[MATERIAL FOR THIS EXERCISE Boundary: Start]
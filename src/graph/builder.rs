// src/graph/builder.rs

//! Arena-backed directed follow graph.

use std::collections::{BTreeMap, BTreeSet, HashMap, HashSet};
use std::sync::Arc;

use serde::Serialize;

use crate::error::{AppError, Result};
use crate::models::{Edge, User};
use crate::storage::GraphStore;

/// Per-node attributes the ranking needs.
#[derive(Debug, Clone, PartialEq, Eq)]
pub struct GraphNode {
    pub id: String,
    pub handle: String,
    pub followers_count: u64,
    pub following_count: u64,
    pub is_seed: bool,
    /// BFS depth at which the user was first reached
    pub depth: u32,
}

impl From<&User> for GraphNode {
    fn from(user: &User) -> Self {
        Self {
            id: user.id.clone(),
            handle: user.handle.clone(),
            followers_count: user.followers_count,
            following_count: user.following_count,
            is_seed: user.is_seed,
            depth: user.depth,
        }
    }
}

/// Summary statistics of a graph.
#[derive(Debug, Clone, Default, PartialEq, Serialize)]
pub struct GraphStats {
    pub node_count: usize,
    pub edge_count: usize,
    pub density: f64,
    pub avg_in_degree: f64,
    pub avg_out_degree: f64,
    pub max_in_degree: usize,
    pub max_out_degree: usize,
}

/// Directed graph where an edge `u -> v` means `u` follows `v`.
#[derive(Debug, Clone, Default)]
pub struct FollowGraph {
    nodes: Vec<GraphNode>,
    index: HashMap<String, usize>,
    successors: Vec<Vec<usize>>,
    predecessors: Vec<Vec<usize>>,
    edge_count: usize,
}

impl FollowGraph {
    /// Build from users and edges. Nodes are ordered by id; edge endpoints
    /// without a user record become bare nodes; duplicate edges collapse.
    pub fn from_parts(users: &[User], edges: &[Edge]) -> Self {
        let mut by_id: BTreeMap<&str, GraphNode> = users
            .iter()
            .map(|user| (user.id.as_str(), GraphNode::from(user)))
            .collect();
        for edge in edges {
            for id in [&edge.source_id, &edge.target_id] {
                by_id
                    .entry(id.as_str())
                    .or_insert_with(|| GraphNode::from(&User::bare(id.as_str())));
            }
        }

        let nodes: Vec<GraphNode> = by_id.into_values().collect();
        let index: HashMap<String, usize> = nodes
            .iter()
            .enumerate()
            .map(|(i, node)| (node.id.clone(), i))
            .collect();

        let pairs: BTreeSet<(usize, usize)> = edges
            .iter()
            .filter_map(|edge| {
                Some((*index.get(&edge.source_id)?, *index.get(&edge.target_id)?))
            })
            .collect();

        let mut successors = vec![Vec::new(); nodes.len()];
        let mut predecessors = vec![Vec::new(); nodes.len()];
        for &(source, target) in &pairs {
            successors[source].push(target);
            predecessors[target].push(source);
        }

        Self {
            nodes,
            index,
            successors,
            predecessors,
            edge_count: pairs.len(),
        }
    }

    pub fn node_count(&self) -> usize {
        self.nodes.len()
    }

    pub fn edge_count(&self) -> usize {
        self.edge_count
    }

    pub fn is_empty(&self) -> bool {
        self.nodes.is_empty()
    }

    pub fn nodes(&self) -> &[GraphNode] {
        &self.nodes
    }

    pub fn node(&self, index: usize) -> &GraphNode {
        &self.nodes[index]
    }

    pub fn index_of(&self, id: &str) -> Option<usize> {
        self.index.get(id).copied()
    }

    /// Nodes `index` follows.
    pub fn successors(&self, index: usize) -> &[usize] {
        &self.successors[index]
    }

    /// Nodes following `index`.
    pub fn predecessors(&self, index: usize) -> &[usize] {
        &self.predecessors[index]
    }

    pub fn in_degree(&self, index: usize) -> usize {
        self.predecessors[index].len()
    }

    pub fn out_degree(&self, index: usize) -> usize {
        self.successors[index].len()
    }

    pub fn stats(&self) -> GraphStats {
        let n = self.nodes.len();
        if n == 0 {
            return GraphStats::default();
        }
        let density = if n > 1 {
            self.edge_count as f64 / (n * (n - 1)) as f64
        } else {
            0.0
        };
        GraphStats {
            node_count: n,
            edge_count: self.edge_count,
            density,
            avg_in_degree: self.edge_count as f64 / n as f64,
            avg_out_degree: self.edge_count as f64 / n as f64,
            max_in_degree: self.predecessors.iter().map(Vec::len).max().unwrap_or(0),
            max_out_degree: self.successors.iter().map(Vec::len).max().unwrap_or(0),
        }
    }

    /// Graph induced by `ids`, optionally widened by their direct neighbours.
    pub fn subgraph(&self, ids: &[String], include_neighbors: bool) -> FollowGraph {
        let mut keep: HashSet<usize> = ids.iter().filter_map(|id| self.index_of(id)).collect();
        if include_neighbors {
            let centre: Vec<usize> = keep.iter().copied().collect();
            for i in centre {
                keep.extend(self.successors[i].iter().copied());
                keep.extend(self.predecessors[i].iter().copied());
            }
        }

        let users: Vec<User> = keep
            .iter()
            .map(|&i| {
                let node = &self.nodes[i];
                User {
                    handle: node.handle.clone(),
                    followers_count: node.followers_count,
                    following_count: node.following_count,
                    is_seed: node.is_seed,
                    depth: node.depth,
                    ..User::bare(node.id.as_str())
                }
            })
            .collect();
        let mut edges = Vec::new();
        for &source in &keep {
            for &target in &self.successors[source] {
                if keep.contains(&target) {
                    edges.push(Edge::new(
                        self.nodes[source].id.as_str(),
                        self.nodes[target].id.as_str(),
                    ));
                }
            }
        }
        FollowGraph::from_parts(&users, &edges)
    }
}

/// Loads the persisted graph.
pub struct GraphBuilder {
    store: Arc<dyn GraphStore>,
}

impl GraphBuilder {
    pub fn new(store: Arc<dyn GraphStore>) -> Self {
        Self { store }
    }

    pub async fn build(&self) -> Result<FollowGraph> {
        let users = self
            .store
            .load_users()
            .await
            .map_err(|e| AppError::graph(format!("failed to load users: {e}"), 0, 0))?;
        let edges = self
            .store
            .load_edges()
            .await
            .map_err(|e| AppError::graph(format!("failed to load edges: {e}"), users.len(), 0))?;

        let graph = FollowGraph::from_parts(&users, &edges);
        log::info!(
            "Built graph with {} nodes and {} edges",
            graph.node_count(),
            graph.edge_count()
        );
        Ok(graph)
    }
}

#[cfg(test)]
mod tests {
    use super::*;
    use crate::models::{CrawlCheckpoint, Ranking};
    use crate::storage::MemoryStorage;
    use async_trait::async_trait;

    fn scenario() -> FollowGraph {
        let users = vec![User::bare("A").as_seed(), User::bare("B"), User::bare("C")];
        let edges = vec![Edge::new("A", "B"), Edge::new("A", "C"), Edge::new("B", "C")];
        FollowGraph::from_parts(&users, &edges)
    }

    #[test]
    fn test_adjacency() {
        let graph = scenario();
        let a = graph.index_of("A").unwrap();
        let c = graph.index_of("C").unwrap();

        assert_eq!(graph.out_degree(a), 2);
        assert_eq!(graph.in_degree(c), 2);
        assert!(graph.node(a).is_seed);
        assert_eq!(graph.edge_count(), 3);
    }

    #[test]
    fn test_nodes_carry_profile_attributes() {
        let user = User {
            handle: "bob".to_string(),
            followers_count: 40,
            following_count: 12,
            ..User::bare("B").with_depth(2)
        };
        let graph = FollowGraph::from_parts(&[user], &[]);
        let node = graph.node(0);
        assert_eq!(node.handle, "bob");
        assert_eq!(node.followers_count, 40);
        assert_eq!(node.following_count, 12);
        assert_eq!(node.depth, 2);
        assert!(!node.is_seed);

        let copy = graph.subgraph(&["B".to_string()], false);
        assert_eq!(copy.node(0), node);
    }

    #[test]
    fn test_unknown_endpoints_become_bare_nodes() {
        let graph = FollowGraph::from_parts(&[User::bare("A")], &[Edge::new("A", "Z")]);
        assert_eq!(graph.node_count(), 2);
        let z = graph.index_of("Z").unwrap();
        assert_eq!(graph.node(z).followers_count, 0);
        assert!(!graph.node(z).is_seed);
    }

    #[test]
    fn test_duplicate_edges_collapse() {
        let edges = vec![Edge::new("A", "B"), Edge::new("A", "B")];
        let graph = FollowGraph::from_parts(&[], &edges);
        assert_eq!(graph.edge_count(), 1);
    }

    #[test]
    fn test_nodes_ordered_by_id() {
        let users = vec![User::bare("b"), User::bare("c"), User::bare("a")];
        let graph = FollowGraph::from_parts(&users, &[]);
        let ids: Vec<&str> = graph.nodes().iter().map(|n| n.id.as_str()).collect();
        assert_eq!(ids, vec!["a", "b", "c"]);
    }

    #[test]
    fn test_stats() {
        let stats = scenario().stats();
        assert_eq!(stats.node_count, 3);
        assert_eq!(stats.edge_count, 3);
        assert!((stats.density - 0.5).abs() < 1e-12);
        assert_eq!(stats.max_in_degree, 2);
        assert_eq!(stats.max_out_degree, 2);
        assert_eq!(FollowGraph::default().stats(), GraphStats::default());
    }

    #[test]
    fn test_subgraph() {
        let graph = scenario();
        let only_b = graph.subgraph(&["B".to_string()], false);
        assert_eq!(only_b.node_count(), 1);
        assert_eq!(only_b.edge_count(), 0);

        let around_b = graph.subgraph(&["B".to_string()], true);
        assert_eq!(around_b.node_count(), 3);
        assert_eq!(around_b.edge_count(), 3);
        assert!(around_b.node(around_b.index_of("A").unwrap()).is_seed);
    }

    #[tokio::test]
    async fn test_builder_loads_from_store() {
        let store = Arc::new(MemoryStorage::new());
        store.upsert_users(&[User::bare("A")]).await.unwrap();
        store.upsert_edges(&[Edge::new("A", "B")]).await.unwrap();

        let graph = GraphBuilder::new(store).build().await.unwrap();
        assert_eq!(graph.node_count(), 2);
        assert_eq!(graph.edge_count(), 1);
    }

    /// Store whose reads always fail.
    struct Unreadable;

    #[async_trait]
    impl GraphStore for Unreadable {
        async fn upsert_users(&self, _users: &[User]) -> Result<usize> {
            Ok(0)
        }
        async fn upsert_edges(&self, _edges: &[Edge]) -> Result<usize> {
            Ok(0)
        }
        async fn load_users(&self) -> Result<Vec<User>> {
            Err(AppError::storage("users.jsonl line 3: bad record"))
        }
        async fn load_edges(&self) -> Result<Vec<Edge>> {
            Ok(Vec::new())
        }
        async fn upsert_rankings(&self, _rankings: &[Ranking]) -> Result<()> {
            Ok(())
        }
        async fn load_rankings(&self) -> Result<Vec<Ranking>> {
            Ok(Vec::new())
        }
        async fn save_checkpoint(&self, _checkpoint: &CrawlCheckpoint) -> Result<()> {
            Ok(())
        }
        async fn load_checkpoint(&self) -> Result<Option<CrawlCheckpoint>> {
            Ok(None)
        }
        async fn clear_checkpoint(&self) -> Result<()> {
            Ok(())
        }
    }

    #[tokio::test]
    async fn test_builder_storage_failure_is_graph_error() {
        let err = GraphBuilder::new(Arc::new(Unreadable)).build().await.unwrap_err();
        assert!(matches!(err, AppError::Graph { .. }));
        assert!(err.to_string().contains("failed to load users"));
    }
}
[MATERIAL FOR THIS EXERCISE Boundary: End]
• [WORK TO BE COMPLETED] Return from the data every line that holds "follows".

• [EXERCISE RESULT]
/// Directed graph where an edge `u -> v` means `u` follows `v`.
    /// Nodes `index` follows.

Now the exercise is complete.